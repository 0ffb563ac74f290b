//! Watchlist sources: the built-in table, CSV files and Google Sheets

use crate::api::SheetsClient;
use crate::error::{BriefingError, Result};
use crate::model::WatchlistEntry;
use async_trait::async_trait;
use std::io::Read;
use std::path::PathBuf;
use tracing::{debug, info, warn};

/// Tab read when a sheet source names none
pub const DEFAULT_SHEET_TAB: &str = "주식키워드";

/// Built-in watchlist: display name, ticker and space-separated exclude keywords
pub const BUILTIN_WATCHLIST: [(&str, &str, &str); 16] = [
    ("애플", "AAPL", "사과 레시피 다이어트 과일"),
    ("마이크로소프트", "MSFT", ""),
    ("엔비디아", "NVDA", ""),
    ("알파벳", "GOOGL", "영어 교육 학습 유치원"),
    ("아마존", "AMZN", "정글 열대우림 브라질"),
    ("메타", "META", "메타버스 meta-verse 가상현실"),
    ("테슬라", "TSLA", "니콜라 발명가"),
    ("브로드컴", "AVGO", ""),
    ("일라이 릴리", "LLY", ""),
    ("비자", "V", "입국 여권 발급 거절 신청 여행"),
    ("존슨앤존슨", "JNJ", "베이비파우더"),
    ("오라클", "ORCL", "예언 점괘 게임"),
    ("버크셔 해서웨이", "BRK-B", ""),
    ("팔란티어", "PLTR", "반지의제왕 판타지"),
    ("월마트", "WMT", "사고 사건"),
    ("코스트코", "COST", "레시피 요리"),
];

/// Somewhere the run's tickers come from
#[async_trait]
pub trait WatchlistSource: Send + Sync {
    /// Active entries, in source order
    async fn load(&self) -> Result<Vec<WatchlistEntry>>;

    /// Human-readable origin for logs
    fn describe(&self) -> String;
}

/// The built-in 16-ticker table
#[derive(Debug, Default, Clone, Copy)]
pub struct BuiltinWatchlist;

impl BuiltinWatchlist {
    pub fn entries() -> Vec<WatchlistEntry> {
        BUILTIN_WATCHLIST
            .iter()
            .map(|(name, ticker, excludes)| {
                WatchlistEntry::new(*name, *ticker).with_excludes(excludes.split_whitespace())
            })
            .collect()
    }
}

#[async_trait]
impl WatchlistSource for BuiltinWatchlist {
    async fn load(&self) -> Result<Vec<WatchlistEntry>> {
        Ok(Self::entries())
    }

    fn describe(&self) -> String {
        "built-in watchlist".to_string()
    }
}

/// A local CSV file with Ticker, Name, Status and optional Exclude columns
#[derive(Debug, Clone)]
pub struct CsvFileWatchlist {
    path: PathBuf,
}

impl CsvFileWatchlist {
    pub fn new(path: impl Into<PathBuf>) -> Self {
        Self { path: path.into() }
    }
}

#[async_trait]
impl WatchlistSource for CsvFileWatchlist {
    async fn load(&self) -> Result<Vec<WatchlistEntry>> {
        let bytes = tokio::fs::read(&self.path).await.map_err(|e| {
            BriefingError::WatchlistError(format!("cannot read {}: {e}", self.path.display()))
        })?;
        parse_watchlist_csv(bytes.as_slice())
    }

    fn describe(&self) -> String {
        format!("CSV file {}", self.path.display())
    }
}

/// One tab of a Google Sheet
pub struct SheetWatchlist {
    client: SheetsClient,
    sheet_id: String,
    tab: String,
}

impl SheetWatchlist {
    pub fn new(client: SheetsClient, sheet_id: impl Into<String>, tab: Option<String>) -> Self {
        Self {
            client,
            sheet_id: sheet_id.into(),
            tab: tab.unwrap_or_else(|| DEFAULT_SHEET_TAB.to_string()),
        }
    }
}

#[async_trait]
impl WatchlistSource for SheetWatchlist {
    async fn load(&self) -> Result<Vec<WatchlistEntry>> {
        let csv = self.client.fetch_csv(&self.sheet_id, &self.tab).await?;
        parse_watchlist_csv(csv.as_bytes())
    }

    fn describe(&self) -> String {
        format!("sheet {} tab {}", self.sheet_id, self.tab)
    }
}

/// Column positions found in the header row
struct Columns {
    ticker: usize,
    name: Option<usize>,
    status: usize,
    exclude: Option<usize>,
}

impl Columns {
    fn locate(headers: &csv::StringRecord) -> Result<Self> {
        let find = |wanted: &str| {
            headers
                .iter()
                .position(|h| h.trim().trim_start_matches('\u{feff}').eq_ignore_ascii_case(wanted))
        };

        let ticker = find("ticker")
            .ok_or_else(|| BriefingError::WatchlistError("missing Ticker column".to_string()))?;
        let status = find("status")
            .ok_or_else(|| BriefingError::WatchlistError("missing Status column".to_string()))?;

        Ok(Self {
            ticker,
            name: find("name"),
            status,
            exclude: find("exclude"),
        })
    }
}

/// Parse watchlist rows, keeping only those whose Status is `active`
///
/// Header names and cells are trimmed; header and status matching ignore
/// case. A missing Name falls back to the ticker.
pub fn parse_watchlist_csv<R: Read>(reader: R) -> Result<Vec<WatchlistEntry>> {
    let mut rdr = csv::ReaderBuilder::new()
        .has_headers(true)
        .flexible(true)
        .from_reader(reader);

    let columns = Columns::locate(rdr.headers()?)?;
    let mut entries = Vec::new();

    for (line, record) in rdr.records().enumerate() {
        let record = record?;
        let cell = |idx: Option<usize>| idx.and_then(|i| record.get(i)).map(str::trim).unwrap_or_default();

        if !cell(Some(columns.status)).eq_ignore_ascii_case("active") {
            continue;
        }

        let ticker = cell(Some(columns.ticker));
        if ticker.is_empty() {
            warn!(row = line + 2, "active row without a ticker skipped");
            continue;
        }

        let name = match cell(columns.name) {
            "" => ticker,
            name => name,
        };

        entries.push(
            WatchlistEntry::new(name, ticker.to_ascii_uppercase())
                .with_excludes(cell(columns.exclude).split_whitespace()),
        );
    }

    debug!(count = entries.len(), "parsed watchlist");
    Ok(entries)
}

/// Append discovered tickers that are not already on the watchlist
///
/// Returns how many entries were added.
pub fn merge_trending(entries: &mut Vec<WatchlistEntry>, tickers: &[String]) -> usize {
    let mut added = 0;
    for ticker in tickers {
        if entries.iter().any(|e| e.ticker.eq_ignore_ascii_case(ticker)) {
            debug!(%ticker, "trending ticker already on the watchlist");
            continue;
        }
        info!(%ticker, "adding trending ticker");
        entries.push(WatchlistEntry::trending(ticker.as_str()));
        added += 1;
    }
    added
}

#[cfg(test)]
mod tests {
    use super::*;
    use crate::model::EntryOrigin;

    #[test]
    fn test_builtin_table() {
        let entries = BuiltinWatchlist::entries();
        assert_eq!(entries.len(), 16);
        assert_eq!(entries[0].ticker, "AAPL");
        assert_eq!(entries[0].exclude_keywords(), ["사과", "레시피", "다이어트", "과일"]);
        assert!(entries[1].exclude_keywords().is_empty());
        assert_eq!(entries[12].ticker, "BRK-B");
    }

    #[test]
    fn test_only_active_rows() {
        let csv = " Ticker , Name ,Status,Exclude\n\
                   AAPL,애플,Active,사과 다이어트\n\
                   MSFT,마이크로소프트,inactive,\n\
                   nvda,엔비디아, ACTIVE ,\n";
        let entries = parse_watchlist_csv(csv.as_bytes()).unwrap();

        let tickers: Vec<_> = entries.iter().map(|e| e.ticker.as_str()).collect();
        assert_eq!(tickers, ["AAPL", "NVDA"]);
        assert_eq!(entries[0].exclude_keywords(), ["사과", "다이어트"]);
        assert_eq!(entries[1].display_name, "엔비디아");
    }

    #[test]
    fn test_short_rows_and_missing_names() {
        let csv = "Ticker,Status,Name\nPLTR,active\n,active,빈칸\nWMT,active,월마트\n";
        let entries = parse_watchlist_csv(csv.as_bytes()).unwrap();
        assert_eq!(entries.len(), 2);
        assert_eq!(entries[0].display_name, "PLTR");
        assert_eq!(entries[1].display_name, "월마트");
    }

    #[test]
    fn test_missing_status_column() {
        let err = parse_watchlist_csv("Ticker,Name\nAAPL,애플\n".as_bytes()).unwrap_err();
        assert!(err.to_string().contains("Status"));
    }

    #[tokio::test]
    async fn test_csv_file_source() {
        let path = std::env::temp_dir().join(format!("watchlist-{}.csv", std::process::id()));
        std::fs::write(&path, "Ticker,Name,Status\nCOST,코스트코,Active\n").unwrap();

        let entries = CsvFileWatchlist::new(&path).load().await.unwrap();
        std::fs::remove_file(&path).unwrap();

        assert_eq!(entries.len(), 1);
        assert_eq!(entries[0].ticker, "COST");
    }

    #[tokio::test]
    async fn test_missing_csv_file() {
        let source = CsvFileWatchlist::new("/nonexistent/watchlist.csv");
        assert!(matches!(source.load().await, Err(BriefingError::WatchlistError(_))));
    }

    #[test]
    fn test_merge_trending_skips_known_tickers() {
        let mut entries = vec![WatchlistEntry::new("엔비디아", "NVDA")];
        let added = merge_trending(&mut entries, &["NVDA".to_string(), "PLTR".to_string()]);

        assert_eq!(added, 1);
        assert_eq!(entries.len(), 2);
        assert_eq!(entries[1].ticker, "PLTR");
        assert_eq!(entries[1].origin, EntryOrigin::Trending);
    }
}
════════════════════
■ TASK ■
Within the listing above, copy each line that has the string "find".

■ OUTPUT BELOW ■
        let find = |wanted: &str| {
        let ticker = find("ticker")
        let status = find("status")
            name: find("name"),
            exclude: find("exclude"),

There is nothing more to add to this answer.